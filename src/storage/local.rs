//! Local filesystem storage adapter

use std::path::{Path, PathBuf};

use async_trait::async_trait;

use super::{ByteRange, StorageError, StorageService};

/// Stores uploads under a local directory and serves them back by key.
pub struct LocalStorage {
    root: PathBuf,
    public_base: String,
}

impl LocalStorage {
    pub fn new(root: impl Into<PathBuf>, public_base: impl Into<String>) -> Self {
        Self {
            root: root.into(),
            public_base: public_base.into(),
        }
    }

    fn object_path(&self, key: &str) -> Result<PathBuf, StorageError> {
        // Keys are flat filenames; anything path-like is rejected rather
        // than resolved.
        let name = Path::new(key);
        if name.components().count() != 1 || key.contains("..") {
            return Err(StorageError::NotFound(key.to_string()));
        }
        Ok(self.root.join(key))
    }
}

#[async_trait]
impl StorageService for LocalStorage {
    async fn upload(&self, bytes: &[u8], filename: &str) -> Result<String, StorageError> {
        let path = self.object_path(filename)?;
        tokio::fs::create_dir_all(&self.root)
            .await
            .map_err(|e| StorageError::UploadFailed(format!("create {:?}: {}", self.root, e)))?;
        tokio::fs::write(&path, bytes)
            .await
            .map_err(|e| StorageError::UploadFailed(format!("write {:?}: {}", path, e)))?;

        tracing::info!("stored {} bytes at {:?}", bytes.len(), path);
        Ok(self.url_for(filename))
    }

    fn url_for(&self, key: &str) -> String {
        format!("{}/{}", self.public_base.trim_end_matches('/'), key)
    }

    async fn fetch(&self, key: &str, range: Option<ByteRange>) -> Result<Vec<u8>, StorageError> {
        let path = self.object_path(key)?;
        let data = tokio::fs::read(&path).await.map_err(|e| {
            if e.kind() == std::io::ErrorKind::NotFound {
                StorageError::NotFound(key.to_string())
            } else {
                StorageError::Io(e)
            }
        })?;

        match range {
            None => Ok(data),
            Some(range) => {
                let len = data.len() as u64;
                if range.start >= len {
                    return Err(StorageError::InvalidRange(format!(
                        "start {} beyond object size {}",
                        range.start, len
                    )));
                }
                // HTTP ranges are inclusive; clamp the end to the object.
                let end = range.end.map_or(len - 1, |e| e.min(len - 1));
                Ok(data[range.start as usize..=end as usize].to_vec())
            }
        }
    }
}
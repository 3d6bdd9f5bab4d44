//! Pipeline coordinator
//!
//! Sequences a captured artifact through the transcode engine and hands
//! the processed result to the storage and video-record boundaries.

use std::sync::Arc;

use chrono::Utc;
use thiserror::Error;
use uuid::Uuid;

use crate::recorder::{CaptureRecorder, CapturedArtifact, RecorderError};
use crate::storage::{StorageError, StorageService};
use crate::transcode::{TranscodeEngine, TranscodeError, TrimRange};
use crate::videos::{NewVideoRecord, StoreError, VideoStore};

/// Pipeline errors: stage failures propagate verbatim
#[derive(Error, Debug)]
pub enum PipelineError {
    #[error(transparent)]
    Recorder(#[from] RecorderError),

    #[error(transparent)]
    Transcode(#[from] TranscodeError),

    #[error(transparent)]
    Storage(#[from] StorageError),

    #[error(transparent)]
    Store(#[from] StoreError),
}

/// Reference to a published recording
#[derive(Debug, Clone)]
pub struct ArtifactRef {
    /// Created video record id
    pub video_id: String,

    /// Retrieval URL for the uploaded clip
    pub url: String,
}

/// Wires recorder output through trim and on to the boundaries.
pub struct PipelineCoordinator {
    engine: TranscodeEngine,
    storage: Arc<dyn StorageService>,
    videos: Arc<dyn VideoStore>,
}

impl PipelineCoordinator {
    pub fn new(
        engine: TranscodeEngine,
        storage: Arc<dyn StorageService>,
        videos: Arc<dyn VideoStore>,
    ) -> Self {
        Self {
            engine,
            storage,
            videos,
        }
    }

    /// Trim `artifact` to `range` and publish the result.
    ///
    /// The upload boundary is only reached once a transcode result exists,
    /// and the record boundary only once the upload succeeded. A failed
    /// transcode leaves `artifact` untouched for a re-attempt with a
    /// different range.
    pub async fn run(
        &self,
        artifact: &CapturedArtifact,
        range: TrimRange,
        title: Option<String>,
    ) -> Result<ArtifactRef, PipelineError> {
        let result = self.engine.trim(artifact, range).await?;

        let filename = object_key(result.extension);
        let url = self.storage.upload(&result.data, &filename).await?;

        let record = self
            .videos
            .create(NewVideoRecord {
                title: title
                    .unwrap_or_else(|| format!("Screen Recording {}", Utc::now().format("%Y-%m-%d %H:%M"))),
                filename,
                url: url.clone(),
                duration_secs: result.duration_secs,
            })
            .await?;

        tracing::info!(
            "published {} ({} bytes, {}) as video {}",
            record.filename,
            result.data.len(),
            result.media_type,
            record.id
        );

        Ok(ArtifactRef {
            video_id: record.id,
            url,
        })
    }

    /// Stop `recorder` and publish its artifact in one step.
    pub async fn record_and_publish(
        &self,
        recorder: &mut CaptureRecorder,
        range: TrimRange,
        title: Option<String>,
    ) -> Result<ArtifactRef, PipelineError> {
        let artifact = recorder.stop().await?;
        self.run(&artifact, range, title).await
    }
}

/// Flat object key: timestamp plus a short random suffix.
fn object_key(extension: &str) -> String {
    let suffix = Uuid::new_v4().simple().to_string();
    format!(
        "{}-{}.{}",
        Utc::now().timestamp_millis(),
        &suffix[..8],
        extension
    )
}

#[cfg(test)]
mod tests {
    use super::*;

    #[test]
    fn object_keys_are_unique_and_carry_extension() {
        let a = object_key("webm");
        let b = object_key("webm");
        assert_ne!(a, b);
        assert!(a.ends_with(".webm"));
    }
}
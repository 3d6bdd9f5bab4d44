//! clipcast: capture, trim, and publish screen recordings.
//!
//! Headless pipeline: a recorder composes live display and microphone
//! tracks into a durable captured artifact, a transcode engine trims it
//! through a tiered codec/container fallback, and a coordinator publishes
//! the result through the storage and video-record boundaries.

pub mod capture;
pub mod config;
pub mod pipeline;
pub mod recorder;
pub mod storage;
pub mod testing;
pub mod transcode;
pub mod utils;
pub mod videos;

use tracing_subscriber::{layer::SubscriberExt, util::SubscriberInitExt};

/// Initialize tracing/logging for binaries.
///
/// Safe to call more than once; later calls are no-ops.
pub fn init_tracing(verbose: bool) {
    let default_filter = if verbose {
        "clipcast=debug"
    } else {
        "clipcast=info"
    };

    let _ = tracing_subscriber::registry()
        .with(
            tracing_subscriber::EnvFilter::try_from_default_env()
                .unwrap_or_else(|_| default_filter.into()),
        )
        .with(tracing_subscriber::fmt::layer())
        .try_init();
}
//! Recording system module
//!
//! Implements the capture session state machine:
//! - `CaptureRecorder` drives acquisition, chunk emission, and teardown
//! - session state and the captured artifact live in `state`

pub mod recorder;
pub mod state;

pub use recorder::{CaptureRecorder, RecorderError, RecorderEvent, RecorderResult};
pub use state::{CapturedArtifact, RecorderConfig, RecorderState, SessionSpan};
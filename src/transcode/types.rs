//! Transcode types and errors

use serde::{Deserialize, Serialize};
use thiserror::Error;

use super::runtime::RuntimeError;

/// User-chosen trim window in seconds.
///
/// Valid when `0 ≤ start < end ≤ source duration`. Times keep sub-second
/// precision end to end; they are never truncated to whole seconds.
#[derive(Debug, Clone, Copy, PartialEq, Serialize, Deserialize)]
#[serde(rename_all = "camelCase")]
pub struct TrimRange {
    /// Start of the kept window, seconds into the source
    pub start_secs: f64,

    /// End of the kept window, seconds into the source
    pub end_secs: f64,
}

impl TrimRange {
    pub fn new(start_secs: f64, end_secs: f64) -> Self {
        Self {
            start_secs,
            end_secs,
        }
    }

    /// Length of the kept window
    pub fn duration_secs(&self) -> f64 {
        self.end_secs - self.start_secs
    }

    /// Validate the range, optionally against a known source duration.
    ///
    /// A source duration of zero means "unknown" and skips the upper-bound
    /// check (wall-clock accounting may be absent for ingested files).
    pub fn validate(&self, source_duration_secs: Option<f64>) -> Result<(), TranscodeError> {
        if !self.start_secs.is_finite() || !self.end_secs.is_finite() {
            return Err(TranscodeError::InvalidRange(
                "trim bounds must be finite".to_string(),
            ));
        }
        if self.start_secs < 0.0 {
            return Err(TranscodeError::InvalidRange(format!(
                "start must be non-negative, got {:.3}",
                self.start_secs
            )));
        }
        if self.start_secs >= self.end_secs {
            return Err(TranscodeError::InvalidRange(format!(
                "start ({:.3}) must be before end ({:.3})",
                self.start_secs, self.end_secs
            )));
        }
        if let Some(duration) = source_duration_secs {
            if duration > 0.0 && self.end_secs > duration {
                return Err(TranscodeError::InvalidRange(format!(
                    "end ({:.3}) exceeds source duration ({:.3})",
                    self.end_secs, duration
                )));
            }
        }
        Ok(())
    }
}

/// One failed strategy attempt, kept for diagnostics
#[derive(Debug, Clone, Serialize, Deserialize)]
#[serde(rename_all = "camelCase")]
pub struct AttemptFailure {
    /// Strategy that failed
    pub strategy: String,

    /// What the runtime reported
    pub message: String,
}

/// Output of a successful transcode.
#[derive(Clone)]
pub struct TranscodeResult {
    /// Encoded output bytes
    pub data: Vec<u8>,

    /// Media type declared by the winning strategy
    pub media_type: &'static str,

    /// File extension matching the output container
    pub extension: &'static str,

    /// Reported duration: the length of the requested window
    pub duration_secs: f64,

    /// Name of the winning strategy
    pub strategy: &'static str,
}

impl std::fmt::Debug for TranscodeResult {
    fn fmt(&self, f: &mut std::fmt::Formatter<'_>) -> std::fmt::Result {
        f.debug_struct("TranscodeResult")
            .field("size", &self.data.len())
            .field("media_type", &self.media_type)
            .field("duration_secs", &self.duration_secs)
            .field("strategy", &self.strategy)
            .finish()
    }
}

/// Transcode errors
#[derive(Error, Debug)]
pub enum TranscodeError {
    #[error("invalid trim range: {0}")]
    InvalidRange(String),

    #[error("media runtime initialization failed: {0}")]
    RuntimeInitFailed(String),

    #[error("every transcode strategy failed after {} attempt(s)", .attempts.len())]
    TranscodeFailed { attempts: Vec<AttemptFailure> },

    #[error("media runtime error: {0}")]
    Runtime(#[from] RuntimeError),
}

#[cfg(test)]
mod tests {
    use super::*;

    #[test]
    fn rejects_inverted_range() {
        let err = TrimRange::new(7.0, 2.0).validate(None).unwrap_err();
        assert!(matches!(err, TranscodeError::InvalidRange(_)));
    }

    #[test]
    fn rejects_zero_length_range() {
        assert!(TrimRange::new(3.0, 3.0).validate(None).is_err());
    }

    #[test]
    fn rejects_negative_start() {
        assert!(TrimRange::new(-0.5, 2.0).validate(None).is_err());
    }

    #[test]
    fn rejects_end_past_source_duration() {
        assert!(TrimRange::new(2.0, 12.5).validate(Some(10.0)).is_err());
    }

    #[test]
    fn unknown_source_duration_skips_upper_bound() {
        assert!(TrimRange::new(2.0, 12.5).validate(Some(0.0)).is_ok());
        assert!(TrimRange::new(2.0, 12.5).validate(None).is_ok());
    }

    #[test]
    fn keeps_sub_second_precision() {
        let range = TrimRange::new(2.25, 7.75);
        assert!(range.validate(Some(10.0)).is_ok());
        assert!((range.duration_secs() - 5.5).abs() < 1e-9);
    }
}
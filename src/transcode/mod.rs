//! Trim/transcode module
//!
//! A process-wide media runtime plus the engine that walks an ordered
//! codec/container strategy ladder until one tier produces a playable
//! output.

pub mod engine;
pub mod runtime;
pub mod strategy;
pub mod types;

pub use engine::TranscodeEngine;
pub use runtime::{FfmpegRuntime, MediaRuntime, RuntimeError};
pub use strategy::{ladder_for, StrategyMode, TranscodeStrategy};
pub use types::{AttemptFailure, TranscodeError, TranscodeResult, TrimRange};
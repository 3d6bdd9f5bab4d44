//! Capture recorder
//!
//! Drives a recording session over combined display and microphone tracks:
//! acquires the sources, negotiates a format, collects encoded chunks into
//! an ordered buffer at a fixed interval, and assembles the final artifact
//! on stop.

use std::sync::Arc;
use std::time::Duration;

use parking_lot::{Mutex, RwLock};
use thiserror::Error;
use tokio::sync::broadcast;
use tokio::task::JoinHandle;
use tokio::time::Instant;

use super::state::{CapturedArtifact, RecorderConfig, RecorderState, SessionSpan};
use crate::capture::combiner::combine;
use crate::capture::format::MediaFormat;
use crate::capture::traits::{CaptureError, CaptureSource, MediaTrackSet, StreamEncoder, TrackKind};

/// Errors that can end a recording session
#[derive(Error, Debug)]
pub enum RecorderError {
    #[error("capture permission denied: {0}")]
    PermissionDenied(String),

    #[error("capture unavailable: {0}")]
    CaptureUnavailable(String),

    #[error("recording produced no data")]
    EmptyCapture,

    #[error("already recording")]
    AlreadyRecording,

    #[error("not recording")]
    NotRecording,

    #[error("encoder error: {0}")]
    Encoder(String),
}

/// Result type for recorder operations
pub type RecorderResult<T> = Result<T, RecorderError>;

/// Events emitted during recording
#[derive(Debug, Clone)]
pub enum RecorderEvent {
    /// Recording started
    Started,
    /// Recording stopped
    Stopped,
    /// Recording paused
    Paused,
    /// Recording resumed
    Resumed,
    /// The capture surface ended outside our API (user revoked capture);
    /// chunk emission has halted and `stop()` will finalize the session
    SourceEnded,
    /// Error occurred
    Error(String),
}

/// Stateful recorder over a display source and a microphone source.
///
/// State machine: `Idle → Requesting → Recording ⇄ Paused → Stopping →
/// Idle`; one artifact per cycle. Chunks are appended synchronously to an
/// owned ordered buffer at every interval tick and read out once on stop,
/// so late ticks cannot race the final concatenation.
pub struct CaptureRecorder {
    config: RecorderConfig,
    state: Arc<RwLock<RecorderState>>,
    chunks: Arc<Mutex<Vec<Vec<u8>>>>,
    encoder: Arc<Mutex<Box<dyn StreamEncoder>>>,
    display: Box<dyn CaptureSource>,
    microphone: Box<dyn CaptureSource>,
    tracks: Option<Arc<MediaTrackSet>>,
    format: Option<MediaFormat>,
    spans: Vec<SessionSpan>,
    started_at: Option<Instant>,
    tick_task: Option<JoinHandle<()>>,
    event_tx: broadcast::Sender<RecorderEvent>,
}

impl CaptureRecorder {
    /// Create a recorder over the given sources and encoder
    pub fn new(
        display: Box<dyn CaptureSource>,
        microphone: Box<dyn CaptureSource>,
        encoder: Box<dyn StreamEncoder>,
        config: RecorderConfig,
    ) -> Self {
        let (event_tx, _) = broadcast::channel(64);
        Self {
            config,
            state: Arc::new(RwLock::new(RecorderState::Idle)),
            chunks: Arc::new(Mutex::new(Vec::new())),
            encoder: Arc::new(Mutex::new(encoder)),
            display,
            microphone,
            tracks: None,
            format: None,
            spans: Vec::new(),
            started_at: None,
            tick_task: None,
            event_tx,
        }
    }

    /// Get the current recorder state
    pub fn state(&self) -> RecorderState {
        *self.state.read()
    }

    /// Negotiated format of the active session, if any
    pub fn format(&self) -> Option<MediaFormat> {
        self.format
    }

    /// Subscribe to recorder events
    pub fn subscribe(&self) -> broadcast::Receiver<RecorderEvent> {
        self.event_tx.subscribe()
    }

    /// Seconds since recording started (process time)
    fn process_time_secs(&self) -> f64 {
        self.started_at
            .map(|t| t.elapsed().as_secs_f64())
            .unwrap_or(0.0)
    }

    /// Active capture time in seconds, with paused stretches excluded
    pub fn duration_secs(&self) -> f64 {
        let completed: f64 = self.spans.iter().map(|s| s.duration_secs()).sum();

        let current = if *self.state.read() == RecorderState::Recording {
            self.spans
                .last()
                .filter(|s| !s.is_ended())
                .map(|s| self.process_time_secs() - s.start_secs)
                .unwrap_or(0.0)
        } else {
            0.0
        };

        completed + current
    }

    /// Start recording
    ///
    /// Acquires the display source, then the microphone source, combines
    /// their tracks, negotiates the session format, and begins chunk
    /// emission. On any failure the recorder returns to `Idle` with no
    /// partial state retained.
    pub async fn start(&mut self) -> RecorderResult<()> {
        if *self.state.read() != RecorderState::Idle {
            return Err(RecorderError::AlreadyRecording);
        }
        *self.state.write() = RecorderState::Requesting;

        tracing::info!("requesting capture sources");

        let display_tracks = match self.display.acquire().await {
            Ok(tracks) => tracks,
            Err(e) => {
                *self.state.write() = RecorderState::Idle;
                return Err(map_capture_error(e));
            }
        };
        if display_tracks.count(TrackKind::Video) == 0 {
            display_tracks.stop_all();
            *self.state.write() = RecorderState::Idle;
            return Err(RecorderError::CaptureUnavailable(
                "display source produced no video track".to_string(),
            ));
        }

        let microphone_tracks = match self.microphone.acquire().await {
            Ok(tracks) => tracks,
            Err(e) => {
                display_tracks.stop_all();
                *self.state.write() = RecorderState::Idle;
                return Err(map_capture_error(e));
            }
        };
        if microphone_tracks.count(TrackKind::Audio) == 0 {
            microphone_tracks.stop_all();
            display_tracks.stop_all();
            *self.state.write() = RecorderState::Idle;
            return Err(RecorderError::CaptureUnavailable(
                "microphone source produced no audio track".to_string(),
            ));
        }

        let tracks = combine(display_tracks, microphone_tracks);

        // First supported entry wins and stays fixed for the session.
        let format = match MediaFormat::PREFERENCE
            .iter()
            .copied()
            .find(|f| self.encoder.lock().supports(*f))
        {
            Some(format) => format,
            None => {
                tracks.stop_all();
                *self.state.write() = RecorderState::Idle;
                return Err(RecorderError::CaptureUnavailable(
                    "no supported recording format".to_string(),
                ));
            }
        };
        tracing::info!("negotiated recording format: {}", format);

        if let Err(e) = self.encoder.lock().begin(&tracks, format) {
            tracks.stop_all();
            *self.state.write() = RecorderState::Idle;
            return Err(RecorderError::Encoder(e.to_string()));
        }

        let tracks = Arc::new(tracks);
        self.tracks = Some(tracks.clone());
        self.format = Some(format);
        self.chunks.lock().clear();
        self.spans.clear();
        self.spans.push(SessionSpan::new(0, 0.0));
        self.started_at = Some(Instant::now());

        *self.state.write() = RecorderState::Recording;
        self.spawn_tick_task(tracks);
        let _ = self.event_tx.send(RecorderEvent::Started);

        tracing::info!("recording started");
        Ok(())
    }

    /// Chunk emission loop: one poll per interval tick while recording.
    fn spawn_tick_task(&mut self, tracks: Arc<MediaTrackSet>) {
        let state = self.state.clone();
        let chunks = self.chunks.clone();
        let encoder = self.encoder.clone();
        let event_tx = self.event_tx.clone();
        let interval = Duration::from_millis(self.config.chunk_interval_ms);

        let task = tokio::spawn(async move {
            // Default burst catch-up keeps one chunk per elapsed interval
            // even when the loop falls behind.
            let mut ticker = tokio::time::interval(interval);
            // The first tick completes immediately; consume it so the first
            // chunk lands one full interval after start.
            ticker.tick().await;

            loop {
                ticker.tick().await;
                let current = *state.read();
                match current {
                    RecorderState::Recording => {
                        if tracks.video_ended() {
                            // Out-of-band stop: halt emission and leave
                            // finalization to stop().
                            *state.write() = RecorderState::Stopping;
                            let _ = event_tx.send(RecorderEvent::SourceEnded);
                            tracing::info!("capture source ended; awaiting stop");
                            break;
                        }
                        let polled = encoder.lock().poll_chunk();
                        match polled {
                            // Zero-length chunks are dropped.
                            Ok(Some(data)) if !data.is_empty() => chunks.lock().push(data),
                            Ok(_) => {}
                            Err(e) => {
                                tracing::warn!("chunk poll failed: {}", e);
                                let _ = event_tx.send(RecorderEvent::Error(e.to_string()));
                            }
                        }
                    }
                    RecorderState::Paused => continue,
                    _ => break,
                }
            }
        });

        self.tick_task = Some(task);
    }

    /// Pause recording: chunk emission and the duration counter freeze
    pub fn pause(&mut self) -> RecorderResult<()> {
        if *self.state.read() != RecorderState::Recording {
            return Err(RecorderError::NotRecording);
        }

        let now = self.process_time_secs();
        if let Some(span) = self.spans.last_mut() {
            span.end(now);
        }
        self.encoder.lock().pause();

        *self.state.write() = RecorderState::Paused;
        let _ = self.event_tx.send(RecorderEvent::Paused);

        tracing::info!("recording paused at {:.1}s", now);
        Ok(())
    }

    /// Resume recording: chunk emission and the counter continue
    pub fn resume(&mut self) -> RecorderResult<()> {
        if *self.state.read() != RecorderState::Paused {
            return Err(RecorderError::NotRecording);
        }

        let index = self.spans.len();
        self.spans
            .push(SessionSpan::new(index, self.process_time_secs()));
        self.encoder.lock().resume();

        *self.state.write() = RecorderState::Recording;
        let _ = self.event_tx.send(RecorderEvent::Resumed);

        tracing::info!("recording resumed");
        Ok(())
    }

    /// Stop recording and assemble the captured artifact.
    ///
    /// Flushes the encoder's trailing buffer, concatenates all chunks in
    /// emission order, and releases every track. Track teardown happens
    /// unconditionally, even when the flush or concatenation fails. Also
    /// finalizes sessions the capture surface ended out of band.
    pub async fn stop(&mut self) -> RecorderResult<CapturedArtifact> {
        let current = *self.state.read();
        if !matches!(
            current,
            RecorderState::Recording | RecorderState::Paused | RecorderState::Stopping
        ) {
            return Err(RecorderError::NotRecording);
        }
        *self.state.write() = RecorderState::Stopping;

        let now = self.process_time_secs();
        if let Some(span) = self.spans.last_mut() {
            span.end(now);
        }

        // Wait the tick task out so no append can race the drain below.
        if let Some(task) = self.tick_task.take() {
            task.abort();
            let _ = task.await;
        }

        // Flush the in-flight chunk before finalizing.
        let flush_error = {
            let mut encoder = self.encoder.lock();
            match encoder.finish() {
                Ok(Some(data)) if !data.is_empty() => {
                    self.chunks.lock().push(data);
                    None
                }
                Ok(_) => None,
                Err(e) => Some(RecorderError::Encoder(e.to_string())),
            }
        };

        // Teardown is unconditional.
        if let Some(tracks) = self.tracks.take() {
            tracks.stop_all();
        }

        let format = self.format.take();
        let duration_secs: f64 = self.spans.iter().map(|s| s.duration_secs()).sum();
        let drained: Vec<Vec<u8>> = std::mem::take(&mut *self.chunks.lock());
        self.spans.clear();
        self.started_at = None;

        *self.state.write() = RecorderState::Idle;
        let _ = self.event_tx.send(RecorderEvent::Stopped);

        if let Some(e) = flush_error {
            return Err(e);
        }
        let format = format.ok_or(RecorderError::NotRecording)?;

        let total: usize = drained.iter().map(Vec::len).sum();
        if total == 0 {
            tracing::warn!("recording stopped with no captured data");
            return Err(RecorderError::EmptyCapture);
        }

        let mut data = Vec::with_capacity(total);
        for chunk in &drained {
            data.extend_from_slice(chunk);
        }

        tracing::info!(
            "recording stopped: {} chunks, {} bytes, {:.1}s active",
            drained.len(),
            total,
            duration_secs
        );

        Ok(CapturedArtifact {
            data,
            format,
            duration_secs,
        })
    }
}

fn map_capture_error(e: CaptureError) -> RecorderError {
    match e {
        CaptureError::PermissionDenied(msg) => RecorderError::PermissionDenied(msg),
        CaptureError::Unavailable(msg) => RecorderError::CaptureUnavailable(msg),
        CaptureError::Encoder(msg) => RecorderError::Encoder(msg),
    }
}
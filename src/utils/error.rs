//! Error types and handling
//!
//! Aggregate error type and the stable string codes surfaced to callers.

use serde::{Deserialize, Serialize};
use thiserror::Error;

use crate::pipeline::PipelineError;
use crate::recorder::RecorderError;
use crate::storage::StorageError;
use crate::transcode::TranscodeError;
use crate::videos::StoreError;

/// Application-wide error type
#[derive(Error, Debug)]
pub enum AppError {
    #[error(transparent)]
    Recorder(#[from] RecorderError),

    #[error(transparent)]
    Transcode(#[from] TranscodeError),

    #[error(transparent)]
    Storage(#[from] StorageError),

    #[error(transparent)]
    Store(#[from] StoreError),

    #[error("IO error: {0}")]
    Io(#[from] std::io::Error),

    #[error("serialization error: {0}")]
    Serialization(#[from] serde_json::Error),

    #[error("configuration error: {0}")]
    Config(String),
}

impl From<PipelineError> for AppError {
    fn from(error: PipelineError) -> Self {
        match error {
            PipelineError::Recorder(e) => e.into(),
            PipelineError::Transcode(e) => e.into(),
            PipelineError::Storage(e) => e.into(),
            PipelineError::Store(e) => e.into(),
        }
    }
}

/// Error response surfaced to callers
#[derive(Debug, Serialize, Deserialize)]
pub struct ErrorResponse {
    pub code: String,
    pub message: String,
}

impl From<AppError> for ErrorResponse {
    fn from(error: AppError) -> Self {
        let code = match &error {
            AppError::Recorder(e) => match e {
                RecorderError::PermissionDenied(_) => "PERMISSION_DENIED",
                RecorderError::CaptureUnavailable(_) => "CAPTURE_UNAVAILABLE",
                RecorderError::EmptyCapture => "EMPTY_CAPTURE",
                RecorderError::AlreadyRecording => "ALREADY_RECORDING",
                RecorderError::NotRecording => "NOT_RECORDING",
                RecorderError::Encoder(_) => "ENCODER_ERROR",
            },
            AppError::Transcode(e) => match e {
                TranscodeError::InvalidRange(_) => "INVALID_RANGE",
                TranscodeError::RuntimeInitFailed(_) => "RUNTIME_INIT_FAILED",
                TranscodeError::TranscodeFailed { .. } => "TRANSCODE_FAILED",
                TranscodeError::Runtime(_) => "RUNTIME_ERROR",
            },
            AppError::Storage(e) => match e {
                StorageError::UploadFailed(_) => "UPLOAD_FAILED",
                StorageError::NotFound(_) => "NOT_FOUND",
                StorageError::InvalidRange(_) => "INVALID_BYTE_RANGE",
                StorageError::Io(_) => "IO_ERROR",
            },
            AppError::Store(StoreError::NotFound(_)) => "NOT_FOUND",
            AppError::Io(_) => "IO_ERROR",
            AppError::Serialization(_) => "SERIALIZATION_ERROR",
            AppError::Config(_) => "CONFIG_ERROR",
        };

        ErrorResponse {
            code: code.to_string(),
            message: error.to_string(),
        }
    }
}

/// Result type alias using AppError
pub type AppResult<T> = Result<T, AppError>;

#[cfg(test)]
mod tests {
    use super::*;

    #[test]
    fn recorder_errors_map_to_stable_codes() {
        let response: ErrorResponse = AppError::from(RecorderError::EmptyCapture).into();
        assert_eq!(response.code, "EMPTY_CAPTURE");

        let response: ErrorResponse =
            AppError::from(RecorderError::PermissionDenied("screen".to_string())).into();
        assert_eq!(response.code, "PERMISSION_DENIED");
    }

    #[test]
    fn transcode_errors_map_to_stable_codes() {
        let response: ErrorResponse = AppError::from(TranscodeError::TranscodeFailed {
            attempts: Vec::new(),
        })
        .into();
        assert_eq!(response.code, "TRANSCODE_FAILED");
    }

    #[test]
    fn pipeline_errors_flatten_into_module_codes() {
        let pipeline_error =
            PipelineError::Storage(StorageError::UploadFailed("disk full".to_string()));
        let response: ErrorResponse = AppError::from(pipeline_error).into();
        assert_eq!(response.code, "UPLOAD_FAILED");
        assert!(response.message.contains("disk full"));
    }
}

- _Exercise instructions_: Report every line of the data above that contains the string "concatenation" by copying it in full.

- _Completed exercise_:
/// so late ticks cannot race the final concatenation.
    /// unconditionally, even when the flush or concatenation fails. Also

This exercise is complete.